■ **Problem details**:
Show every line of the data below that includes the word "interpreter".

Recorded data
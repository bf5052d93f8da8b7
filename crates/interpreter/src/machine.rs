//! Reference evaluation of filter programs.
//!
//! This is the behavioral baseline the compiler must reproduce exactly.
//! Every run-time misstep (an out-of-bounds packet read, a scratch index
//! past the last memory word, division by zero, a malformed opcode) ends
//! the program with a reject (`0`) rather than an error. Scratch state is
//! implicitly zero at entry.
//!
//! Shift amounts of 32 or more produce 0; the historical C interpreter
//! leaves them undefined, and both this machine and the compiled code pin
//! down the same result.

use byteorder::{BigEndian, ByteOrder};
use toccata_bpf::{AluOp, Class, Insn, JmpOp, MiscOp, Mode, RVal, Size, Src, MEMWORDS};

struct Machine {
    a: u32,
    x: u32,
    mem: [u32; MEMWORDS],
}

/// Run `prog` against `pkt`, with `wirelen` the original length of the
/// packet on the wire. Returns the number of bytes to accept, `0` to
/// reject.
pub fn filter(prog: &[Insn], pkt: &[u8], wirelen: u32) -> u32 {
    let mut m = Machine {
        a: 0,
        x: 0,
        mem: [0; MEMWORDS],
    };

    let mut pc = 0usize;
    loop {
        let Some(insn) = prog.get(pc) else {
            return 0;
        };
        pc += 1;

        match insn.class() {
            Class::Ld => {
                let Some(value) = m.load(insn, pkt, wirelen) else {
                    return 0;
                };
                m.a = value;
            }
            Class::Ldx => match insn.mode() {
                Some(Mode::Msh) if insn.size() == Some(Size::B) => {
                    let Some(&byte) = pkt.get(insn.k as usize) else {
                        return 0;
                    };
                    m.x = 4 * u32::from(byte & 0xf);
                }
                _ => {
                    let Some(value) = m.load(insn, pkt, wirelen) else {
                        return 0;
                    };
                    m.x = value;
                }
            },
            Class::St => {
                let Some(slot) = m.mem.get_mut(insn.k as usize) else {
                    return 0;
                };
                *slot = m.a;
            }
            Class::Stx => {
                let Some(slot) = m.mem.get_mut(insn.k as usize) else {
                    return 0;
                };
                *slot = m.x;
            }
            Class::Alu => {
                let operand = match insn.src() {
                    Src::K => insn.k,
                    Src::X => m.x,
                };
                m.a = match insn.alu_op() {
                    Some(AluOp::Add) => m.a.wrapping_add(operand),
                    Some(AluOp::Sub) => m.a.wrapping_sub(operand),
                    Some(AluOp::Mul) => m.a.wrapping_mul(operand),
                    Some(AluOp::Div) => match m.a.checked_div(operand) {
                        Some(q) => q,
                        None => return 0,
                    },
                    Some(AluOp::Mod) => match m.a.checked_rem(operand) {
                        Some(r) => r,
                        None => return 0,
                    },
                    Some(AluOp::Or) => m.a | operand,
                    Some(AluOp::And) => m.a & operand,
                    Some(AluOp::Xor) => m.a ^ operand,
                    Some(AluOp::Lsh) => m.a.checked_shl(operand).unwrap_or(0),
                    Some(AluOp::Rsh) => m.a.checked_shr(operand).unwrap_or(0),
                    Some(AluOp::Neg) => m.a.wrapping_neg(),
                    None => return 0,
                };
            }
            Class::Jmp => {
                let taken = match insn.jmp_op() {
                    Some(JmpOp::Ja) => {
                        pc += insn.k as usize;
                        continue;
                    }
                    Some(op) => {
                        let operand = match insn.src() {
                            Src::K => insn.k,
                            Src::X => m.x,
                        };
                        match op {
                            JmpOp::Jeq => m.a == operand,
                            JmpOp::Jgt => m.a > operand,
                            JmpOp::Jge => m.a >= operand,
                            JmpOp::Jset => m.a & operand != 0,
                            JmpOp::Ja => unreachable!(),
                        }
                    }
                    None => return 0,
                };
                pc += usize::from(if taken { insn.jt } else { insn.jf });
            }
            Class::Ret => {
                return match insn.rval() {
                    Some(RVal::K) => insn.k,
                    Some(RVal::A) => m.a,
                    _ => 0,
                };
            }
            Class::Misc => match insn.misc_op() {
                Some(MiscOp::Tax) => m.x = m.a,
                Some(MiscOp::Txa) => m.a = m.x,
                None => return 0,
            },
        }
    }
}

impl Machine {
    /// Evaluate a load operand; `None` rejects the packet.
    fn load(&self, insn: &Insn, pkt: &[u8], wirelen: u32) -> Option<u32> {
        match insn.mode()? {
            Mode::Imm => Some(insn.k),
            Mode::Len => Some(wirelen),
            Mode::Mem => self.mem.get(insn.k as usize).copied(),
            Mode::Abs => read_pkt(pkt, insn.k as u64, insn.size()?),
            Mode::Ind => read_pkt(pkt, u64::from(self.x) + u64::from(insn.k), insn.size()?),
            Mode::Msh => None,
        }
    }
}

fn read_pkt(pkt: &[u8], offset: u64, size: Size) -> Option<u32> {
    let end = offset.checked_add(u64::from(size.width()))?;
    if end > pkt.len() as u64 {
        return None;
    }
    let at = offset as usize;
    Some(match size {
        Size::B => u32::from(pkt[at]),
        Size::H => u32::from(BigEndian::read_u16(&pkt[at..at + 2])),
        Size::W => BigEndian::read_u32(&pkt[at..at + 4]),
    })
}

#[cfg(test)]
mod tests {
    use super::filter;
    use toccata_bpf::{AluOp, Insn, JmpOp, Size};

    #[test]
    fn accept_constant() {
        let prog = [Insn::ret_k(96)];
        assert_eq!(filter(&prog, &[], 0), 96);
    }

    #[test]
    fn network_byte_order() {
        let pkt = [0x12, 0x34, 0x56, 0x78];
        let prog = [Insn::ld_abs(Size::W, 0), Insn::ret_a()];
        assert_eq!(filter(&prog, &pkt, 4), 0x12345678);

        let prog = [Insn::ld_abs(Size::H, 1), Insn::ret_a()];
        assert_eq!(filter(&prog, &pkt, 4), 0x3456);
    }

    #[test]
    fn short_packet_rejects() {
        let prog = [Insn::ld_abs(Size::W, 2), Insn::ret_k(1)];
        assert_eq!(filter(&prog, &[0; 5], 5), 0);
        assert_eq!(filter(&prog, &[0; 6], 6), 1);
    }

    #[test]
    fn indexed_load_overflow_rejects() {
        let prog = [
            Insn::ldx_imm(u32::MAX),
            Insn::ld_ind(Size::B, u32::MAX),
            Insn::ret_k(1),
        ];
        assert_eq!(filter(&prog, &[0; 16], 16), 0);
    }

    #[test]
    fn division_by_zero_rejects() {
        let prog = [
            Insn::ld_imm(5),
            Insn::ldx_imm(0),
            Insn::alu_x(AluOp::Div),
            Insn::ret_k(7),
        ];
        assert_eq!(filter(&prog, &[], 0), 0);
    }

    #[test]
    fn scratch_memory_round_trip() {
        let prog = [
            Insn::ld_imm(0xdead),
            Insn::st(3),
            Insn::ld_imm(0),
            Insn::ld_mem(3),
            Insn::ret_a(),
        ];
        assert_eq!(filter(&prog, &[], 0), 0xdead);
    }

    #[test]
    fn unwritten_scratch_reads_zero() {
        let prog = [Insn::ld_mem(9), Insn::ret_a()];
        assert_eq!(filter(&prog, &[], 0), 0);
    }

    #[test]
    fn conditional_branches() {
        let pkt = [0x08, 0x00];
        let prog = [
            Insn::ld_abs(Size::H, 0),
            Insn::jmp_k(JmpOp::Jeq, 0x0800, 0, 1),
            Insn::ret_k(u32::MAX),
            Insn::ret_k(0),
        ];
        assert_eq!(filter(&prog, &pkt, 2), u32::MAX);
        assert_eq!(filter(&prog, &[0x08, 0x06], 2), 0);
    }

    #[test]
    fn oversized_shift_is_zero() {
        let prog = [
            Insn::ld_imm(0xffff_ffff),
            Insn::alu_k(AluOp::Lsh, 32),
            Insn::ret_a(),
        ];
        assert_eq!(filter(&prog, &[], 0), 0);
    }
}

■ **Result below**:
filename crates/interpreter/src/machine.rs
//! Shift amounts of 32 or more produce 0; the historical C interpreter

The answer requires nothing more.